**TASK:** Starting at the line below holding "pub fn config(&self)" and stopping at the line holding "every live entity.", print every line exactly, both ends included, and leave the rest out.

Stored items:
■ ■ ■ ■ ■
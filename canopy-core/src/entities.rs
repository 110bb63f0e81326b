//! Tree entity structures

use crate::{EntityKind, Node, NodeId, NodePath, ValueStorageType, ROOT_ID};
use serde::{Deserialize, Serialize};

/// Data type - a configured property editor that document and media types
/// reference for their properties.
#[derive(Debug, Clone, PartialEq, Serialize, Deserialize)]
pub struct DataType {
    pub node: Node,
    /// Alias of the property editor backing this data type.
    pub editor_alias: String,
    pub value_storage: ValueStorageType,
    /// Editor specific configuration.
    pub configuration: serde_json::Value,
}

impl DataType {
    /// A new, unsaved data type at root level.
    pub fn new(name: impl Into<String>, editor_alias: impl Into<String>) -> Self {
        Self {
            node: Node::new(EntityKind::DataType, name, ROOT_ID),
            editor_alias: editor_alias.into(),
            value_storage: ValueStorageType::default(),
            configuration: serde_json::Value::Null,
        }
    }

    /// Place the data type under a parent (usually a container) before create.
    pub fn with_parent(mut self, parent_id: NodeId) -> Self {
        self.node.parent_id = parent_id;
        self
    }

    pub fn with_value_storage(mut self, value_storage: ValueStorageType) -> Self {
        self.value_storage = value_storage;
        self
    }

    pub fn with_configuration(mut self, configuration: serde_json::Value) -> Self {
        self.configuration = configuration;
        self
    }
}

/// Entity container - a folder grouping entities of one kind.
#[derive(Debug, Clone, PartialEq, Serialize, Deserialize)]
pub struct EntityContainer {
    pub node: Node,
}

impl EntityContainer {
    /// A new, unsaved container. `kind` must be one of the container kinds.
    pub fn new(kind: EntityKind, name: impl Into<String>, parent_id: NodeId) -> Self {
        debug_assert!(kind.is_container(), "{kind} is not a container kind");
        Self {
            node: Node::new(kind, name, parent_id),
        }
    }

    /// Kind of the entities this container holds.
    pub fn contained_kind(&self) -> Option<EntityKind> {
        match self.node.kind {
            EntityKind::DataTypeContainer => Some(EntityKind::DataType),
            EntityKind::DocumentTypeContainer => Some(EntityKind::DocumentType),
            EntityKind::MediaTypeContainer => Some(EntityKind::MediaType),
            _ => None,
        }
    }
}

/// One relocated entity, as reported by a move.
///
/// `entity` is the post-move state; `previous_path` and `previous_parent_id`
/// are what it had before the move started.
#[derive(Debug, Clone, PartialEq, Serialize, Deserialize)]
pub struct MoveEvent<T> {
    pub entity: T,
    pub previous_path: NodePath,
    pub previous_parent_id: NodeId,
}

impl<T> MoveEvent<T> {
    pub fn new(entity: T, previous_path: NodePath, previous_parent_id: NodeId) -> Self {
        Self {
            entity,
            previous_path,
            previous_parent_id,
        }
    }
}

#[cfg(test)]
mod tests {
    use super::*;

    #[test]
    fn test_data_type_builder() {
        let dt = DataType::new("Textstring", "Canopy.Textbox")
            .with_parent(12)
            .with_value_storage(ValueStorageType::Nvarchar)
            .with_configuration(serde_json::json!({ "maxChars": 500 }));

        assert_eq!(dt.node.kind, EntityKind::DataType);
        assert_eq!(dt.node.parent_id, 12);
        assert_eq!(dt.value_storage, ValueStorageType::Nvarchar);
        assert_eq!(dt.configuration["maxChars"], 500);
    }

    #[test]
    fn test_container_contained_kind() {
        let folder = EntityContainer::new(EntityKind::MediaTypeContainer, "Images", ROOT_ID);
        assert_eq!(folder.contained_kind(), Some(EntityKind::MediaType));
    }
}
■ ■ ■ ■ ■
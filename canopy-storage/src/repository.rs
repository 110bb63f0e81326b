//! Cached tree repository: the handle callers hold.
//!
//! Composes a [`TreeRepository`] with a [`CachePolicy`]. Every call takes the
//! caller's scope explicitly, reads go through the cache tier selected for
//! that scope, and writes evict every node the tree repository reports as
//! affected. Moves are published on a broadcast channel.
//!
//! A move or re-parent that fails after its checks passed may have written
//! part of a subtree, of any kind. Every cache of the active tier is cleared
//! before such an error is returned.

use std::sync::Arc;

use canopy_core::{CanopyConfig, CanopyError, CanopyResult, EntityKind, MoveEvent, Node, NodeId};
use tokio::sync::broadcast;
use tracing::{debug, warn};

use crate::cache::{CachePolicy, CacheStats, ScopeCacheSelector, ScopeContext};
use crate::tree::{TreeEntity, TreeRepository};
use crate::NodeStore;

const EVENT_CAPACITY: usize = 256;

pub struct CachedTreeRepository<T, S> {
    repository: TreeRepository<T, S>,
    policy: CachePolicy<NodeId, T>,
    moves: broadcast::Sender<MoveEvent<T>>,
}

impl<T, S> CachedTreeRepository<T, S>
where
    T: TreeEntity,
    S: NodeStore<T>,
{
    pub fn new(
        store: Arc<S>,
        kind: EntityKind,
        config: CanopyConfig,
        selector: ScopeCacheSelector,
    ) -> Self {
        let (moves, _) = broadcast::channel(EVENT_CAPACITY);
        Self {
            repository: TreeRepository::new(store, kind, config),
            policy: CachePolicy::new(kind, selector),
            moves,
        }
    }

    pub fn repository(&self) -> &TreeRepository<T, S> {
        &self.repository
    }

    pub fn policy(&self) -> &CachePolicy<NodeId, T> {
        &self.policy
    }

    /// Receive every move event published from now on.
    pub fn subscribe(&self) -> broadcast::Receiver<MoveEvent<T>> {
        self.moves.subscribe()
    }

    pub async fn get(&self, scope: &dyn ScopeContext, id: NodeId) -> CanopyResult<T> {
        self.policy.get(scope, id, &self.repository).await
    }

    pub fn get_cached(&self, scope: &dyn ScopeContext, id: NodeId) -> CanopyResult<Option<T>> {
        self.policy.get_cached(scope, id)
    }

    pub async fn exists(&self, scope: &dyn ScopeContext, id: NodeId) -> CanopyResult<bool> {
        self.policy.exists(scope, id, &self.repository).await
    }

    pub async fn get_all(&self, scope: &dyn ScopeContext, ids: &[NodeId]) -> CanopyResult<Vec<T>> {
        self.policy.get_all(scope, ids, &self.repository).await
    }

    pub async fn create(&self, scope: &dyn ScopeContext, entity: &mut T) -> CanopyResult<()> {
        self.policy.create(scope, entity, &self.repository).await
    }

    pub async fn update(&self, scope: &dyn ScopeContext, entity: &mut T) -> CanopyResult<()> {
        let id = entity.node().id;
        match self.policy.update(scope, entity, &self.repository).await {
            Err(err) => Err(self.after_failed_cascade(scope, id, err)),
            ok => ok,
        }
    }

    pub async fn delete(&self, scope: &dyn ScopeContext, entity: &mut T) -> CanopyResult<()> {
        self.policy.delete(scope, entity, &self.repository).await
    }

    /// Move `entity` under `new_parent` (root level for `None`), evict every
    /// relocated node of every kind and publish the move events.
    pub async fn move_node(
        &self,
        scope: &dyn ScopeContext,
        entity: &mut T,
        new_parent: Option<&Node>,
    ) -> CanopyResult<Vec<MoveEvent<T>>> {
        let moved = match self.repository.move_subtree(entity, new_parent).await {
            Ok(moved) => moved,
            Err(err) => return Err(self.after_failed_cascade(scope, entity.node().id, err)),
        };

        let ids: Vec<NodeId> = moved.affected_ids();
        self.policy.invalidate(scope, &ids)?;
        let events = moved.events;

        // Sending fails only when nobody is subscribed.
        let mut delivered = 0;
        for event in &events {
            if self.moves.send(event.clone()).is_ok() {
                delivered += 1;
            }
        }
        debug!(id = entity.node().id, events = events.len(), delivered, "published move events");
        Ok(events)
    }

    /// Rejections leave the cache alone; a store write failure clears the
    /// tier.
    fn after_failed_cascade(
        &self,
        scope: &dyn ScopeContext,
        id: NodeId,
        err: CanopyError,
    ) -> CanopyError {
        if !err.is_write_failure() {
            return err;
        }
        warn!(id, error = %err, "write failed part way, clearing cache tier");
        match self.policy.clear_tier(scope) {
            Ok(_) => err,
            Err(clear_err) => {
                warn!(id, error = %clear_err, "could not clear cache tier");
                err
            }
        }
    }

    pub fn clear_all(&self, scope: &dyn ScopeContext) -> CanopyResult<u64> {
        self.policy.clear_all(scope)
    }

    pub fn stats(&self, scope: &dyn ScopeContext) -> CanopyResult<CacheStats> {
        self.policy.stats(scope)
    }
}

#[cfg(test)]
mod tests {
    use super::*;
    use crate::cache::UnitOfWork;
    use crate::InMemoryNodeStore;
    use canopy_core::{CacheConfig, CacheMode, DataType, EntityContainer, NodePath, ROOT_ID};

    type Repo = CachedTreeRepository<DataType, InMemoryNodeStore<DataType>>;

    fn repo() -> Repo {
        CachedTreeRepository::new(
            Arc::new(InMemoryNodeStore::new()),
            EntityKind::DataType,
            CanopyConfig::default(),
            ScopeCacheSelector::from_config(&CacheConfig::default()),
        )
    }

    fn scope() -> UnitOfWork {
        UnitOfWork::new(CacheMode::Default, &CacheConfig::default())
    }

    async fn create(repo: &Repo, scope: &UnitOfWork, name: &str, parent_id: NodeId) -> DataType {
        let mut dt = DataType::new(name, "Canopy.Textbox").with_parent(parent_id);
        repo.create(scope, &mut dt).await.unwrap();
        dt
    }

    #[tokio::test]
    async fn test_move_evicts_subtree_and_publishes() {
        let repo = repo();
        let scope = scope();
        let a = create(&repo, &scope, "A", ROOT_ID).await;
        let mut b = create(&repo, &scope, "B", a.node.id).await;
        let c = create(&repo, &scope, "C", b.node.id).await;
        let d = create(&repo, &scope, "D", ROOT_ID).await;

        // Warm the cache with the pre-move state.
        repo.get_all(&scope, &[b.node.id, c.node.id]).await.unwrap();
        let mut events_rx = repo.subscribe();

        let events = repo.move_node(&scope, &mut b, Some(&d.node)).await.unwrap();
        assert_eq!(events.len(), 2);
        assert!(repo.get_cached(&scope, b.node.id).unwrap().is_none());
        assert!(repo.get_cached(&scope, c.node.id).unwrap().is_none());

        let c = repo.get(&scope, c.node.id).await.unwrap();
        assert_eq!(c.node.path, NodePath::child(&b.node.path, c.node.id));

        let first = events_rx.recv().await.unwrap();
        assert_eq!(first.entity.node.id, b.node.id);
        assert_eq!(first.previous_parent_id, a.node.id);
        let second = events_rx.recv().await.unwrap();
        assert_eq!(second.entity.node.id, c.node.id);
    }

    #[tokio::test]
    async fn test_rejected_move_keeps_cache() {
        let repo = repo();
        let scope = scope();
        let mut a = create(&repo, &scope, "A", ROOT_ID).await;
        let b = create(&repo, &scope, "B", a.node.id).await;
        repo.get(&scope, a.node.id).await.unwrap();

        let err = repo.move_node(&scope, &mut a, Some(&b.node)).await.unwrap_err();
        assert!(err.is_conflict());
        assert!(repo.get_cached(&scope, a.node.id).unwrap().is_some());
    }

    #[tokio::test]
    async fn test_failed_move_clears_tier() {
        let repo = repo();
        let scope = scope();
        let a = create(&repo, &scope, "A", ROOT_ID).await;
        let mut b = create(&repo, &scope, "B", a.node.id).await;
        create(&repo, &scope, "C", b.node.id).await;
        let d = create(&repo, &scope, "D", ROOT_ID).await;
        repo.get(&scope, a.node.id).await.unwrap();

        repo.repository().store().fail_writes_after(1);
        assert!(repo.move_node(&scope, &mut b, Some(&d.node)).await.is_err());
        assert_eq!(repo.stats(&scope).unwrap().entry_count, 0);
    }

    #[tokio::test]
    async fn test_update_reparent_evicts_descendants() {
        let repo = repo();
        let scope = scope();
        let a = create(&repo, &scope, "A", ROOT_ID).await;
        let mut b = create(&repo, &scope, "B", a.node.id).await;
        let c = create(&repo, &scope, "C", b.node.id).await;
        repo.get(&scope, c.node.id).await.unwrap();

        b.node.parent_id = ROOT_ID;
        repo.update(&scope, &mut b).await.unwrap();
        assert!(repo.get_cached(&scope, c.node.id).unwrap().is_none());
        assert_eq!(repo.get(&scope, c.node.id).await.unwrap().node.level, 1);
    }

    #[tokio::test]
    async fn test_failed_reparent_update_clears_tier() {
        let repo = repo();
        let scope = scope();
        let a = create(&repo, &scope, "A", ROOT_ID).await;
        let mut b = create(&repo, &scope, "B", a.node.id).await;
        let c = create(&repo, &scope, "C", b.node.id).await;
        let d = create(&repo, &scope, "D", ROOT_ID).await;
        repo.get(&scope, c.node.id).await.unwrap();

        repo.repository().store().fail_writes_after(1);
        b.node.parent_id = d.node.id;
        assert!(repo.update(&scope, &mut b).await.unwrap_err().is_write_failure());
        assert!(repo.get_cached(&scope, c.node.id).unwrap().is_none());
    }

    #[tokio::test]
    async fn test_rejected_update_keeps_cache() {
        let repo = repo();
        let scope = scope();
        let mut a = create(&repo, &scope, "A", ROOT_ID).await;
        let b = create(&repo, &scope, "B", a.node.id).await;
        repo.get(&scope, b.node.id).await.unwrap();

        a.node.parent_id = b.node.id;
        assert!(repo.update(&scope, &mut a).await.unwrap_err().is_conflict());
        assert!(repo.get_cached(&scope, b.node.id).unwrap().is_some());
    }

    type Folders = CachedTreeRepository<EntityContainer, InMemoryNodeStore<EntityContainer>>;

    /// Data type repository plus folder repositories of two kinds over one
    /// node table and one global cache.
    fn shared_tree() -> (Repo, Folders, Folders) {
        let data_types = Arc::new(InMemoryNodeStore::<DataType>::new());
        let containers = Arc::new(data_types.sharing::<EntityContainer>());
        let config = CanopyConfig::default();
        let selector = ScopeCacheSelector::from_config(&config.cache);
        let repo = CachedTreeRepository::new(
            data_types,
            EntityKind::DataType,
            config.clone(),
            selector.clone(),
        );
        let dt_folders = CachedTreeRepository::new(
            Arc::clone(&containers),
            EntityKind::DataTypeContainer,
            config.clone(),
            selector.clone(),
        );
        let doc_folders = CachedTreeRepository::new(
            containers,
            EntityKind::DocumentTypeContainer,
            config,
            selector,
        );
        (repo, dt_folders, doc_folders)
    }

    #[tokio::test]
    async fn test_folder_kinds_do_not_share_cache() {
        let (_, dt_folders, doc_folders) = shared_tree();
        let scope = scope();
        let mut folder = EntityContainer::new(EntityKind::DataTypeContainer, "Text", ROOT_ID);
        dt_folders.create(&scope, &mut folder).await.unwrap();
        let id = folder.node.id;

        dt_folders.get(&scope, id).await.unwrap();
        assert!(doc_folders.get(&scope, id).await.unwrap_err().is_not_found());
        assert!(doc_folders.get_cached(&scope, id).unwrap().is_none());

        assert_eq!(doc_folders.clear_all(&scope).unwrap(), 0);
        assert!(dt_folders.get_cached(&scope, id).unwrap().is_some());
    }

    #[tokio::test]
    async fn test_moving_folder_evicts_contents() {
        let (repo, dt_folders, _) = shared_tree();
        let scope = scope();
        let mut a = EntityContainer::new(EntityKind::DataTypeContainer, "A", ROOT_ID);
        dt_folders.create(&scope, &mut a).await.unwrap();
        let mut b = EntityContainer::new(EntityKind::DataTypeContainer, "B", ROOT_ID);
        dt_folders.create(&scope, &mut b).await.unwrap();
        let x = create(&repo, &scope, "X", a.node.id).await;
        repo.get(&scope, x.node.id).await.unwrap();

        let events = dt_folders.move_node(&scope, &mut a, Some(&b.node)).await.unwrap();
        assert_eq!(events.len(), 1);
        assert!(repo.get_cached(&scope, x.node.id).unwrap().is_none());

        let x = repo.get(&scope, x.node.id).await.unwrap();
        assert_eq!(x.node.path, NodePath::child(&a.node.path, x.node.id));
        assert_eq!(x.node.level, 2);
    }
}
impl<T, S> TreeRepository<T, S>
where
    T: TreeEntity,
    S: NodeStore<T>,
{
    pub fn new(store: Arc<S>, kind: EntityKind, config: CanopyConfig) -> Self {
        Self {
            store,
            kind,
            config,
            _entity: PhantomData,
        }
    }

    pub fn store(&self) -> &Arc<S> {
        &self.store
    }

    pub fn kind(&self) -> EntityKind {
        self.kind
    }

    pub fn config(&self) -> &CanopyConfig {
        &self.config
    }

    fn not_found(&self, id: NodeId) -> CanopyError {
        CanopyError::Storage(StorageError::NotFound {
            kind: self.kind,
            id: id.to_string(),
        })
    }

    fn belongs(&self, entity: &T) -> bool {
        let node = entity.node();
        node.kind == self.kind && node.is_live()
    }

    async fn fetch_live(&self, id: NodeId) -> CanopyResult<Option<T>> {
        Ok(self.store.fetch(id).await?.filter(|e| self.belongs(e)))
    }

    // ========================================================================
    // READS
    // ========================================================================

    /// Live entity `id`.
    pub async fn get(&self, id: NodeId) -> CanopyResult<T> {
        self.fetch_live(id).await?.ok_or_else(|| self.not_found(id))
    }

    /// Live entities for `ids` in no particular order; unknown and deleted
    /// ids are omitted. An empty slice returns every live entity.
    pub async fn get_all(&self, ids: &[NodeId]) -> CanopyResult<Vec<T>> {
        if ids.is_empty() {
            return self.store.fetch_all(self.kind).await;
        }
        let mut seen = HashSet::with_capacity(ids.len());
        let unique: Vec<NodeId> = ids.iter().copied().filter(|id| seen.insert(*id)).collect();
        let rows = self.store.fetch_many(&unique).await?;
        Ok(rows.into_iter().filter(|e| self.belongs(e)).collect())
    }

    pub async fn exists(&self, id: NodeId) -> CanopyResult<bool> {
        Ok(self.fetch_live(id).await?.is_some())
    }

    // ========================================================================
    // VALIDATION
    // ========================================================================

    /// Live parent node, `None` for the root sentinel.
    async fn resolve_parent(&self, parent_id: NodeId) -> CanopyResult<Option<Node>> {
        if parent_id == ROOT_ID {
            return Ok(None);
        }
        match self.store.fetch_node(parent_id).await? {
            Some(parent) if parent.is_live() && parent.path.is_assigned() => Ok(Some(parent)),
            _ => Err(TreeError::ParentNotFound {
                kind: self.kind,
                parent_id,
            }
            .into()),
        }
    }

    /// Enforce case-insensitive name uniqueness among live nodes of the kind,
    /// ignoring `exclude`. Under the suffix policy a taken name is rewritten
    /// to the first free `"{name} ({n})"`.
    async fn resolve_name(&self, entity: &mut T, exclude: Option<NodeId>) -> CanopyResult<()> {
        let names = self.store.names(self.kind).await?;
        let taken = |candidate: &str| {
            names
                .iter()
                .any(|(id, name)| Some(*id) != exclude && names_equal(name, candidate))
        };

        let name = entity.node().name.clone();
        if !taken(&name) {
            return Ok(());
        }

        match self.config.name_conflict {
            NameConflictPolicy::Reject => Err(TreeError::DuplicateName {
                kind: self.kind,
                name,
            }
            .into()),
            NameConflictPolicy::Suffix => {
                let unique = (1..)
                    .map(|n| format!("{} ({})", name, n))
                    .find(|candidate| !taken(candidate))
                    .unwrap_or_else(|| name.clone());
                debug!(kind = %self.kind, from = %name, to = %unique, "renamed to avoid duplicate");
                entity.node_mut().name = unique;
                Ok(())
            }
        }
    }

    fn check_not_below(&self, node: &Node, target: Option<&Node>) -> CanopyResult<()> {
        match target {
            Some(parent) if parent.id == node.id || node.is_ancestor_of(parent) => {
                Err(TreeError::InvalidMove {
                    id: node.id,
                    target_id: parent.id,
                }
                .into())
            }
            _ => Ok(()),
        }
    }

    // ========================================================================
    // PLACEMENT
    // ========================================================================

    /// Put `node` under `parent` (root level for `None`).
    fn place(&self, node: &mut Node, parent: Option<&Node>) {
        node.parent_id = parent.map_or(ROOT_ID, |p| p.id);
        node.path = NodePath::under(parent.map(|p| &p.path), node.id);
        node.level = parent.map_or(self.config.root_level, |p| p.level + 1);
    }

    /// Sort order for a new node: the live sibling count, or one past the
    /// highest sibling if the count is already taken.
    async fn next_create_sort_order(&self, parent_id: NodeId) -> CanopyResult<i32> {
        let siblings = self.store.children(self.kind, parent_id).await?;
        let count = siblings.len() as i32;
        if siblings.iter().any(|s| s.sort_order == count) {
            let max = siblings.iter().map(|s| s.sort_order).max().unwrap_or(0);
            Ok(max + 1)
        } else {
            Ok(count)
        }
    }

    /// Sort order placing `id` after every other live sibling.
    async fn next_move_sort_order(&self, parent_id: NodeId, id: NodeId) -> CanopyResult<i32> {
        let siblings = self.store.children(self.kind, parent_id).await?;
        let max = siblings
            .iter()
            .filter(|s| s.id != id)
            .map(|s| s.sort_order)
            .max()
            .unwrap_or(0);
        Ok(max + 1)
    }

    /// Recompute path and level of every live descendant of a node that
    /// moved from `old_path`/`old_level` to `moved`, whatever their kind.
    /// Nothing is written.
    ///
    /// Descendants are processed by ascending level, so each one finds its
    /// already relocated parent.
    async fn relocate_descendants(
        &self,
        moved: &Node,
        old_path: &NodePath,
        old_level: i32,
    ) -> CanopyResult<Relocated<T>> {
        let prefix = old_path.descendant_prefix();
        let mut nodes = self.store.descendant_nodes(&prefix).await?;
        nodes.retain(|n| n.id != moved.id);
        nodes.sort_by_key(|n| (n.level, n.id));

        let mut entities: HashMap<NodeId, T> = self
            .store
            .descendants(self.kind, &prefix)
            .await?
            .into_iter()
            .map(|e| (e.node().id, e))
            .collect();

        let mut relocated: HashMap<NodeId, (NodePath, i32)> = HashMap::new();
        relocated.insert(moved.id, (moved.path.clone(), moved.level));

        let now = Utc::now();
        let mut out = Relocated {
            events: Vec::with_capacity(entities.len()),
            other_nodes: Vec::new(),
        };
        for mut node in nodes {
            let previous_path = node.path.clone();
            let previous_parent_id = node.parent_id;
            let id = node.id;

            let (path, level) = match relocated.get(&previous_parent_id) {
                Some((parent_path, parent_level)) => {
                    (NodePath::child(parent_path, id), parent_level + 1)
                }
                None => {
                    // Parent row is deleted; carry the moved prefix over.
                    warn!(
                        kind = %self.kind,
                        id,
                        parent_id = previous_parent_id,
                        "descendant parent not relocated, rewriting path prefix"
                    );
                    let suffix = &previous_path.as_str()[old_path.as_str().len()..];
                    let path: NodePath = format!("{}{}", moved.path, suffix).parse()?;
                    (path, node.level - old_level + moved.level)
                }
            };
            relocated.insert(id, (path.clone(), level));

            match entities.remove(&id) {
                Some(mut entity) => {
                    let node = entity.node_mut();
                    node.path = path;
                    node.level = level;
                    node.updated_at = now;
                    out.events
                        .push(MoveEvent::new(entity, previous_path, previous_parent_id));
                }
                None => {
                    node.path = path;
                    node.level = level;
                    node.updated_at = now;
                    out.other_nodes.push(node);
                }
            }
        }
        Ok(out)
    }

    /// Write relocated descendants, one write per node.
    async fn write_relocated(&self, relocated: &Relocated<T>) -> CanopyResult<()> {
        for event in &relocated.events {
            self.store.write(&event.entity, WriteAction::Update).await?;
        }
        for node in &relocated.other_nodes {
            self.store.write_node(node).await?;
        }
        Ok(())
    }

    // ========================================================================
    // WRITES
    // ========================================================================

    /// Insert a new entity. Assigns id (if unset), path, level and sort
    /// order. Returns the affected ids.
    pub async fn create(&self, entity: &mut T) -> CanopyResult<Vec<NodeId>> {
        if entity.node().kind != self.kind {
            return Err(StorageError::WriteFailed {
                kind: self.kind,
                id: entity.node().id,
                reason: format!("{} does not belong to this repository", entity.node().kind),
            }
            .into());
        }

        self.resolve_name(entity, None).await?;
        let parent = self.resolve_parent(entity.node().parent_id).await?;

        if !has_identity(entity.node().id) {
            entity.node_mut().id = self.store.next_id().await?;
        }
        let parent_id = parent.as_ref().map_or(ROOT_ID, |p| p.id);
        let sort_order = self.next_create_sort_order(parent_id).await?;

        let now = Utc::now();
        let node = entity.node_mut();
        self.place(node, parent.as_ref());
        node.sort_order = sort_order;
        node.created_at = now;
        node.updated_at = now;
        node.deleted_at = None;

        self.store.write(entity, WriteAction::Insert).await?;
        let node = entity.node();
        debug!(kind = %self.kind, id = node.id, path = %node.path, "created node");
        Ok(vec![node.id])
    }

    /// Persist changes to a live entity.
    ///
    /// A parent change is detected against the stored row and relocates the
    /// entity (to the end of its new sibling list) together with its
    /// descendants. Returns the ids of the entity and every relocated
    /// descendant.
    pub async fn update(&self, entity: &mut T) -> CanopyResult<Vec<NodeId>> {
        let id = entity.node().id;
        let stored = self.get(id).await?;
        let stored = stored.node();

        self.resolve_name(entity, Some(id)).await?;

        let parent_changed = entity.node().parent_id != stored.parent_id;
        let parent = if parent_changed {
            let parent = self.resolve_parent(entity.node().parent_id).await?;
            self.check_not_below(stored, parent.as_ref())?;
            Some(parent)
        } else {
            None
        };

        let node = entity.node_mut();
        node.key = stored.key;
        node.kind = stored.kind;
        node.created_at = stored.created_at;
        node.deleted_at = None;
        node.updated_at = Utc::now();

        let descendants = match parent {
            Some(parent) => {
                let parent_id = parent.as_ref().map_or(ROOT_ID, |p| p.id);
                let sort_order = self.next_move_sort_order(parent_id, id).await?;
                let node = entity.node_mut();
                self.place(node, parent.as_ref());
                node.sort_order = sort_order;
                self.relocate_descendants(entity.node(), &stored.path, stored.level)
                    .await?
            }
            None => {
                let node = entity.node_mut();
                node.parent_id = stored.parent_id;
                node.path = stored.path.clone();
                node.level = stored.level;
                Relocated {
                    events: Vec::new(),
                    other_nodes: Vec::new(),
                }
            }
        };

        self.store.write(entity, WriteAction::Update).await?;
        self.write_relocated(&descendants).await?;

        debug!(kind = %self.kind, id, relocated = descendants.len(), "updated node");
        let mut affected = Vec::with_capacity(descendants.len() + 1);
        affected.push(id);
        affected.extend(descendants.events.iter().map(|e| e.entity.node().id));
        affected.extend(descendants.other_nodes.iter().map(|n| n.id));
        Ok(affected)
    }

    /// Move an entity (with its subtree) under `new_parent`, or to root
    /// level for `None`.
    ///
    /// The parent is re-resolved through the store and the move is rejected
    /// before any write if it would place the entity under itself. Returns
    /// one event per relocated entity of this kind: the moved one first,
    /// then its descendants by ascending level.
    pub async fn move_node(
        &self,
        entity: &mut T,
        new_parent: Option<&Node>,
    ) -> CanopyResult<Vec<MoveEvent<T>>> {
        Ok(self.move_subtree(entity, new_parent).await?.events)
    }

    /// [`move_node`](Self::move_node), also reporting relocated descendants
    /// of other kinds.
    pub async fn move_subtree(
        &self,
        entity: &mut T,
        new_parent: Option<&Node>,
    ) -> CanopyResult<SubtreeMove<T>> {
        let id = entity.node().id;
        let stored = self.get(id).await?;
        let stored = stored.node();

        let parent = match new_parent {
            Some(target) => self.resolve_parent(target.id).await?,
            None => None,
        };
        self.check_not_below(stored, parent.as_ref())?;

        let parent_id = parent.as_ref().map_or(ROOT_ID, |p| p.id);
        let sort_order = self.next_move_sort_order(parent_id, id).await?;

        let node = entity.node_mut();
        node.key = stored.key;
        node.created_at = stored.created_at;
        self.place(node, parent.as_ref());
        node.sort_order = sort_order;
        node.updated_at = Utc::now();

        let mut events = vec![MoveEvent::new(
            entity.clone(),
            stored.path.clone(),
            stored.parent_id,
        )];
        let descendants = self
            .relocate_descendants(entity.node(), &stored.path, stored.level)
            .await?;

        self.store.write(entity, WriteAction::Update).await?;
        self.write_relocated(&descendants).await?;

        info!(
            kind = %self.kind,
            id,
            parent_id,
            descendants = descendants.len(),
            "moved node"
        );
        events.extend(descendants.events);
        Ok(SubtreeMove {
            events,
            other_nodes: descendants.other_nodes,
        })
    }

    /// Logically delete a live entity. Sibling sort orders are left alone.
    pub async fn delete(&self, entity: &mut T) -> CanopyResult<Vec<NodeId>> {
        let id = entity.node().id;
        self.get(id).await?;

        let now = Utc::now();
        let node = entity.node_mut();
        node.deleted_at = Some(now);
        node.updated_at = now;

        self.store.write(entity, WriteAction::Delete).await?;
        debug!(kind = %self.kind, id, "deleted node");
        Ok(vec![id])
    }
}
■ ■ ■ ■ ■
**OUTPUT FOR THIS TASK:**
    pub fn config(&self) -> &CanopyConfig {
        &self.config
    }

    fn not_found(&self, id: NodeId) -> CanopyError {
        CanopyError::Storage(StorageError::NotFound {
            kind: self.kind,
            id: id.to_string(),
        })
    }

    fn belongs(&self, entity: &T) -> bool {
        let node = entity.node();
        node.kind == self.kind && node.is_live()
    }

    async fn fetch_live(&self, id: NodeId) -> CanopyResult<Option<T>> {
        Ok(self.store.fetch(id).await?.filter(|e| self.belongs(e)))
    }

    // ========================================================================
    // READS
    // ========================================================================

    /// Live entity `id`.
    pub async fn get(&self, id: NodeId) -> CanopyResult<T> {
        self.fetch_live(id).await?.ok_or_else(|| self.not_found(id))
    }

    /// Live entities for `ids` in no particular order; unknown and deleted
    /// ids are omitted. An empty slice returns every live entity.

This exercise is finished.